“It’s TV, we aren’t supposed to learn.”

I used to love watching The Big Bang Theory, that was until I stopped watching television. Since then a spin off has been spun off, called Young Sheldon; the Youtube informed me of this.

I watched the trailer, or rather, I started to, but I had to stop it at the above line, which I shall repeat below in full:

[Girl] Why can’t we watch Duck Tales?

[Sheldon] Because we don’t learn anything.

[Girl] It’s TV, we aren’t supposed to learn.

That’s mostly my attitude towards what I watch although I find things to learn in seemingly non-educational stuff. We could call them excuses or justifications. Incidentally I used to enjoy Duck Tales, and I’m sure there are some lessons to learn from it.

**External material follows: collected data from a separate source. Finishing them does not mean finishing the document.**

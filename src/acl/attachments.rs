//! # ACL Attachments
//!
//! ACLs travel with a media package as JSON attachments flavored
//! `security/xacml+episode` or `security/xacml+series`. Each scope uses a
//! fixed element id so that re-applying an ACL redistributes the same
//! element.

use std::fs;
use std::io::Read;
use std::sync::Arc;

use super::errors::{AclResult, AclServiceError};
use super::model::{AccessControlList, AclScope};
use crate::archive::{
    ArchiveError, Element, ElementKind, ElementStore, MediaPackage, StoragePath, Workspace,
};

/// Reads and writes ACL attachments of media packages
#[derive(Debug, Clone)]
pub struct AclAttachments {
    workspace: Arc<dyn Workspace>,
    store: Option<Arc<dyn ElementStore>>,
}

impl AclAttachments {
    pub fn new(workspace: Arc<dyn Workspace>) -> Self {
        Self {
            workspace,
            store: None,
        }
    }

    /// Resolve `archive://` attachment URIs through this store
    pub fn with_store(mut self, store: Arc<dyn ElementStore>) -> Self {
        self.store = Some(store);
        self
    }

    /// Element id of the attachment for `scope`
    pub fn element_id(scope: AclScope) -> String {
        format!("security-policy-{}", scope)
    }

    /// Attach `acl` at `scope`, replacing previous attachments of that scope.
    /// Returns the updated package and the new attachment.
    pub fn set_acl(
        &self,
        mp: &MediaPackage,
        scope: AclScope,
        acl: &AccessControlList,
    ) -> AclResult<(MediaPackage, Element)> {
        let bytes = serde_json::to_vec_pretty(acl)
            .map_err(|e| AclServiceError::Internal(format!("cannot serialize ACL: {}", e)))?;

        let element_id = Self::element_id(scope);
        let file_name = format!("xacml-{}.json", scope);
        let uri = self.workspace.put(&mp.id, &element_id, &file_name, &bytes)?;

        let attachment = Element::new(element_id, ElementKind::Attachment, scope.flavor(), uri);
        let mut updated = self.remove_acl(mp, scope);
        updated.add(attachment.clone());
        Ok((updated, attachment))
    }

    /// Copy of `mp` without attachments of `scope`
    pub fn remove_acl(&self, mp: &MediaPackage, scope: AclScope) -> MediaPackage {
        let mut updated = mp.clone();
        updated.elements.retain(|e| e.flavor != scope.flavor());
        updated
    }

    /// Attachments of `scope`
    pub fn acl_attachments(&self, mp: &MediaPackage, scope: AclScope) -> Vec<Element> {
        mp.elements_by_flavor(scope.flavor())
            .into_iter()
            .cloned()
            .collect()
    }

    /// ACL in effect: the episode ACL if attached, else the series ACL.
    pub fn active_acl(&self, mp: &MediaPackage) -> AclResult<Option<AccessControlList>> {
        for scope in [AclScope::Episode, AclScope::Series] {
            if let Some(attachment) = self.acl_attachments(mp, scope).first() {
                return self.read_acl(attachment).map(Some);
            }
        }
        Ok(None)
    }

    fn read_acl(&self, attachment: &Element) -> AclResult<AccessControlList> {
        let bytes = self.read_uri(&attachment.uri)?;
        serde_json::from_slice(&bytes).map_err(|e| {
            AclServiceError::Internal(format!("malformed ACL attachment {}: {}", attachment.uri, e))
        })
    }

    fn read_uri(&self, uri: &str) -> AclResult<Vec<u8>> {
        if let (Some(path), Some(store)) = (StoragePath::from_uri(uri), self.store.as_ref()) {
            let mut stream = store
                .get(&path)?
                .ok_or_else(|| AclServiceError::NotFound(uri.to_string()))?;
            let mut bytes = Vec::new();
            stream
                .read_to_end(&mut bytes)
                .map_err(|e| ArchiveError::io(format!("cannot read {}", uri), e))?;
            return Ok(bytes);
        }

        let path = self.workspace.get(uri)?;
        fs::read(&path)
            .map_err(|e| ArchiveError::io(format!("cannot read {}", path.display()), e).into())
    }
}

With a lot of what I watch I find myself relating one thing to another, whether it be one plot line to another, or in some cases plot lines to biblical tales; this is nothing unique really, but I feel it’s akin to learning and a way of learning about the world. It can make watching something all in one sitting a challenge though. More recently I’ve started to question if this “teaching” is just their way of painting the world as they see it, and then I wonder how do I actually see the world if I strip all that brainwashing away?

I mean learning, not brainwashing, although some might say the hacking of the mind*

Hollywood has done a grand job of showing us how things like America looks and operates, turning myths and legends into some sort of reality, whether it be how wars were played out, how a UFO crashed at Roswell, or even just how the average American behaves (what’s normal and acceptable) and lives out the so-called American Dream. It not all about America of course, but so much is, or is from that perspective. This week there was some hype about adverts for women’s products now showing red liquid instead of blue to represent blood, and how this had lead some to believe such real blood is actually blue. If one brand’s advertising can warp your reality in this way, consider everything we’re subjected to on screen and beyond.

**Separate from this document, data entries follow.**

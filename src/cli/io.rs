//! JSON output for the CLI
//!
//! One JSON object per invocation on stdout.

use std::io::{self, Write};

use serde_json::Value;

use super::errors::CliResult;

/// Write a success response to stdout
pub fn write_response(data: Value) -> CliResult<()> {
    let response = serde_json::json!({
        "status": "ok",
        "data": data
    });
    write_value(&response)
}

/// Write an error response to stdout
pub fn write_error(code: &str, message: &str) -> CliResult<()> {
    let response = serde_json::json!({
        "status": "error",
        "code": code,
        "message": message
    });
    write_value(&response)
}

fn write_value(value: &Value) -> CliResult<()> {
    let mut stdout = io::stdout();
    serde_json::to_writer(&mut stdout, value)?;
    writeln!(stdout)?;
    stdout.flush()?;
    Ok(())
}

As for the rest of the Young Sheldon trailer, which I thought was for a film rather than a TV series, the Young Sheldon didn’t really work for me; he seemed like another character rather than a younger version of what I was familiar with – I guess I had built up my own ideas of what a young Sheldon would be like. I’ve had similar feelings about film sequels (The Matrix comes to mind), how the continuing storyline didn’t fit with my what I imagined would come next, and follow up TV series where a main character doesn’t behave how I’d like (Arrow comes to mind; far too much killing and a lack of self-restraint in that for my liking).

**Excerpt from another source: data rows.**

//! # Element Store
//!
//! Versioned, path-addressable storage of element payloads.
//!
//! Layout: `root/organization/content_unit/version/asset[.ext]`
//!
//! Invariants:
//! - At most one file per version directory matches an asset id (by stem)
//! - More than one match is corruption and is reported, never resolved
//! - Stored files are never written in place; replacing unlinks first, so
//!   hard links shared between versions stay immutable

use std::fs::{self, File};
use std::io::Read;
use std::path::{Path, PathBuf};
use std::sync::Arc;

use super::errors::{ArchiveError, ArchiveResult};
use super::path::{file_extension, DeletionSelector, Source, StoragePath};
use super::workspace::Workspace;
use crate::observability::{log_event_with_fields, Event, Logger};

/// Readable element payload
pub type ElementStream = Box<dyn Read + Send>;

/// Storage of element payloads addressed by [`StoragePath`]
pub trait ElementStore: Send + Sync + std::fmt::Debug {
    /// Materialize the source's bytes at `path`
    fn put(&self, path: &StoragePath, source: &Source) -> ArchiveResult<()>;

    /// Duplicate a stored element. `Ok(false)` when `from` does not exist.
    fn copy(&self, from: &StoragePath, to: &StoragePath) -> ArchiveResult<bool>;

    /// Open a stored element
    fn get(&self, path: &StoragePath) -> ArchiveResult<Option<ElementStream>>;

    /// Check existence without opening
    fn contains(&self, path: &StoragePath) -> ArchiveResult<bool>;

    /// Remove the selected subtree. `Ok(false)` when it was already absent.
    fn delete(&self, selector: &DeletionSelector) -> ArchiveResult<bool>;

    /// Bytes stored under the root
    fn used_space(&self) -> Option<u64>;

    /// Bytes available to this process on the root's volume
    fn usable_space(&self) -> Option<u64>;

    /// Size of the root's volume
    fn total_space(&self) -> Option<u64>;
}

/// Element store on the local filesystem
#[derive(Debug)]
pub struct FileSystemElementStore {
    root: PathBuf,
    workspace: Arc<dyn Workspace>,
}

impl FileSystemElementStore {
    /// Open the store, creating the root directory if needed
    pub fn open(root: impl AsRef<Path>, workspace: Arc<dyn Workspace>) -> ArchiveResult<Self> {
        let root = root.as_ref().to_path_buf();
        mk_dirs(&root)?;
        Ok(Self { root, workspace })
    }

    pub fn root(&self) -> &Path {
        &self.root
    }

    fn version_dir(&self, path: &StoragePath) -> PathBuf {
        self.root
            .join(&path.organization_id)
            .join(&path.content_unit_id)
            .join(path.version.to_string())
    }

    fn file_for(&self, path: &StoragePath, extension: Option<&str>) -> PathBuf {
        let name = match extension {
            Some(ext) => format!("{}.{}", path.asset_id, ext),
            None => path.asset_id.clone(),
        };
        self.version_dir(path).join(name)
    }

    fn selector_dir(&self, selector: &DeletionSelector) -> PathBuf {
        let base = self
            .root
            .join(&selector.organization_id)
            .join(&selector.content_unit_id);
        match selector.version {
            Some(version) => base.join(version.to_string()),
            None => base,
        }
    }

    /// The single file stored for `path`, if any
    fn find_file(&self, path: &StoragePath) -> ArchiveResult<Option<PathBuf>> {
        path.validate()?;
        let dir = self.version_dir(path);
        let entries = match fs::read_dir(&dir) {
            Ok(entries) => entries,
            Err(e) if e.kind() == std::io::ErrorKind::NotFound => return Ok(None),
            Err(e) => return Err(ArchiveError::io(format!("cannot list {}", dir.display()), e)),
        };

        let mut matches = Vec::new();
        for entry in entries {
            let entry =
                entry.map_err(|e| ArchiveError::io(format!("cannot list {}", dir.display()), e))?;
            let file = entry.path();
            if file.is_file() && matches_asset(&file, &path.asset_id) {
                matches.push(file);
            }
        }

        match matches.len() {
            0 => Ok(None),
            1 => Ok(matches.pop()),
            _ => {
                let dir = dir.display().to_string();
                Logger::error(
                    Event::ElementStoreCorrupted.as_str(),
                    &[("dir", dir.as_str()), ("asset", path.asset_id.as_str())],
                );
                Err(ArchiveError::DuplicateAsset {
                    dir,
                    asset: path.asset_id.clone(),
                })
            }
        }
    }

    /// Link `origin` to `destination`, replacing whatever `path` held before
    fn install(
        &self,
        path: &StoragePath,
        origin: &Path,
        destination: &Path,
        existing: Option<PathBuf>,
    ) -> ArchiveResult<()> {
        if let Some(parent) = destination.parent() {
            mk_dirs(parent)?;
        }
        if let Some(stale) = existing {
            remove_file_if_present(&stale)?;
        }
        remove_file_if_present(destination)?;

        link_or_copy(origin, destination).map_err(|e| {
            let origin = origin.display().to_string();
            let destination = destination.display().to_string();
            Logger::error(
                Event::ElementStoreFailed.as_str(),
                &[
                    ("asset", path.asset_id.as_str()),
                    ("destination", destination.as_str()),
                    ("error", e.to_string().as_str()),
                    ("origin", origin.as_str()),
                ],
            );
            ArchiveError::io(format!("cannot link or copy {} to {}", origin, destination), e)
        })
    }
}

impl ElementStore for FileSystemElementStore {
    fn put(&self, path: &StoragePath, source: &Source) -> ArchiveResult<()> {
        path.validate()?;
        let origin = self.workspace.get(&source.uri).map_err(|e| {
            Logger::error(
                Event::ElementStoreFailed.as_str(),
                &[("source", source.uri.as_str()), ("error", e.to_string().as_str())],
            );
            e
        })?;

        let existing = self.find_file(path)?;
        let extension = path
            .extension
            .clone()
            .or_else(|| source.extension())
            .or_else(|| existing.as_deref().and_then(file_extension));
        let destination = self.file_for(path, extension.as_deref());

        self.install(path, &origin, &destination, existing)?;

        log_event_with_fields(
            Event::ElementStored,
            &[
                ("asset", path.asset_id.as_str()),
                ("unit", path.content_unit_id.as_str()),
                ("version", path.version.to_string().as_str()),
            ],
        );
        Ok(())
    }

    fn copy(&self, from: &StoragePath, to: &StoragePath) -> ArchiveResult<bool> {
        to.validate()?;
        let Some(origin) = self.find_file(from)? else {
            return Ok(false);
        };
        if from == to {
            return Ok(true);
        }

        let existing = self.find_file(to)?;
        let extension = to.extension.clone().or_else(|| file_extension(&origin));
        let destination = self.file_for(to, extension.as_deref());

        Logger::trace(
            Event::ElementCopied.as_str(),
            &[
                ("from", origin.display().to_string().as_str()),
                ("to", destination.display().to_string().as_str()),
            ],
        );
        self.install(to, &origin, &destination, existing)?;
        Ok(true)
    }

    fn get(&self, path: &StoragePath) -> ArchiveResult<Option<ElementStream>> {
        match self.find_file(path)? {
            Some(file) => {
                let handle = File::open(&file)
                    .map_err(|e| ArchiveError::io(format!("cannot open {}", file.display()), e))?;
                Ok(Some(Box::new(handle)))
            }
            None => Ok(None),
        }
    }

    fn contains(&self, path: &StoragePath) -> ArchiveResult<bool> {
        Ok(self.find_file(path)?.is_some())
    }

    fn delete(&self, selector: &DeletionSelector) -> ArchiveResult<bool> {
        selector.validate()?;
        let dir = self.selector_dir(selector);
        match fs::remove_dir_all(&dir) {
            Ok(()) => {
                let version = selector
                    .version
                    .map(|v| v.to_string())
                    .unwrap_or_else(|| "all".to_string());
                log_event_with_fields(
                    Event::ElementsDeleted,
                    &[
                        ("unit", selector.content_unit_id.as_str()),
                        ("version", version.as_str()),
                    ],
                );
                Ok(true)
            }
            Err(e) if e.kind() == std::io::ErrorKind::NotFound => Ok(false),
            Err(e) => {
                Logger::error(
                    Event::ElementStoreFailed.as_str(),
                    &[
                        ("dir", dir.display().to_string().as_str()),
                        ("error", e.to_string().as_str()),
                    ],
                );
                Err(ArchiveError::io(format!("cannot delete {}", dir.display()), e))
            }
        }
    }

    fn used_space(&self) -> Option<u64> {
        dir_size(&self.root).ok()
    }

    fn usable_space(&self) -> Option<u64> {
        volume_stats(&self.root).map(|(usable, _)| usable)
    }

    fn total_space(&self) -> Option<u64> {
        volume_stats(&self.root).map(|(_, total)| total)
    }
}

fn matches_asset(file: &Path, asset_id: &str) -> bool {
    let name = file.file_name().and_then(|n| n.to_str());
    let stem = file.file_stem().and_then(|s| s.to_str());
    name == Some(asset_id) || stem == Some(asset_id)
}

/// Hard link when source and destination share a volume, byte copy otherwise
fn link_or_copy(origin: &Path, destination: &Path) -> std::io::Result<()> {
    match fs::hard_link(origin, destination) {
        Ok(()) => Ok(()),
        Err(_) => fs::copy(origin, destination).map(|_| ()),
    }
}

fn remove_file_if_present(file: &Path) -> ArchiveResult<()> {
    match fs::remove_file(file) {
        Ok(()) => Ok(()),
        Err(e) if e.kind() == std::io::ErrorKind::NotFound => Ok(()),
        Err(e) => Err(ArchiveError::io(format!("cannot remove {}", file.display()), e)),
    }
}

fn mk_dirs(dir: &Path) -> ArchiveResult<()> {
    fs::create_dir_all(dir).map_err(|e| {
        Logger::error(
            Event::ElementStoreFailed.as_str(),
            &[
                ("dir", dir.display().to_string().as_str()),
                ("error", e.to_string().as_str()),
            ],
        );
        ArchiveError::io(format!("cannot create directory {}", dir.display()), e)
    })
}

fn dir_size(dir: &Path) -> std::io::Result<u64> {
    let mut total = 0;
    for entry in fs::read_dir(dir)? {
        let entry = entry?;
        let meta = entry.metadata()?;
        if meta.is_dir() {
            total += dir_size(&entry.path())?;
        } else {
            total += meta.len();
        }
    }
    Ok(total)
}

/// (usable, total) bytes of the volume holding `path`
#[cfg(unix)]
fn volume_stats(path: &Path) -> Option<(u64, u64)> {
    use std::ffi::CString;
    use std::mem::MaybeUninit;
    use std::os::unix::ffi::OsStrExt;

    let c_path = CString::new(path.as_os_str().as_bytes()).ok()?;
    let mut stats = MaybeUninit::<libc::statvfs>::uninit();
    // SAFETY: c_path is NUL-terminated and statvfs only writes into `stats`.
    let rc = unsafe { libc::statvfs(c_path.as_ptr(), stats.as_mut_ptr()) };
    if rc != 0 {
        return None;
    }
    // SAFETY: statvfs returned 0, so `stats` is initialized.
    let stats = unsafe { stats.assume_init() };
    let fragment = stats.f_frsize as u64;
    Some((
        (stats.f_bavail as u64).saturating_mul(fragment),
        (stats.f_blocks as u64).saturating_mul(fragment),
    ))
}

#[cfg(not(unix))]
fn volume_stats(_path: &Path) -> Option<(u64, u64)> {
    None
}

Moving away from TV and films and instead considering real people, sometimes we don’t get along with the people (friends or family), or fall out with people, because they don’t meet our expectations; they don’t behave or react how we would like them too. And moving away from people I can even relation to how we can get frustrated when our computers and other tech don’t behave how we’d like them to, especially if an update has just installed and changed how things normally behave – I find some people get overly frustrated at this, rather than being flexible and accepting of the change.

Whether it be a computer’s operating system going through an update, or a fellow human being growing and learning or following their own path each day and dealing with their own experiences, we have to be flexible to these things if we want to have any hope of getting along with them. With people we can’t turn the clock back to how things used to be; not like a System Restore. We can choose to avoid or ignore people though, as I find myself doing from time-to-time (more easily done online), like not continuing to watch a film, sequel, or TV series, or, ideally with other people, we can learn to get along, tolerate, or better.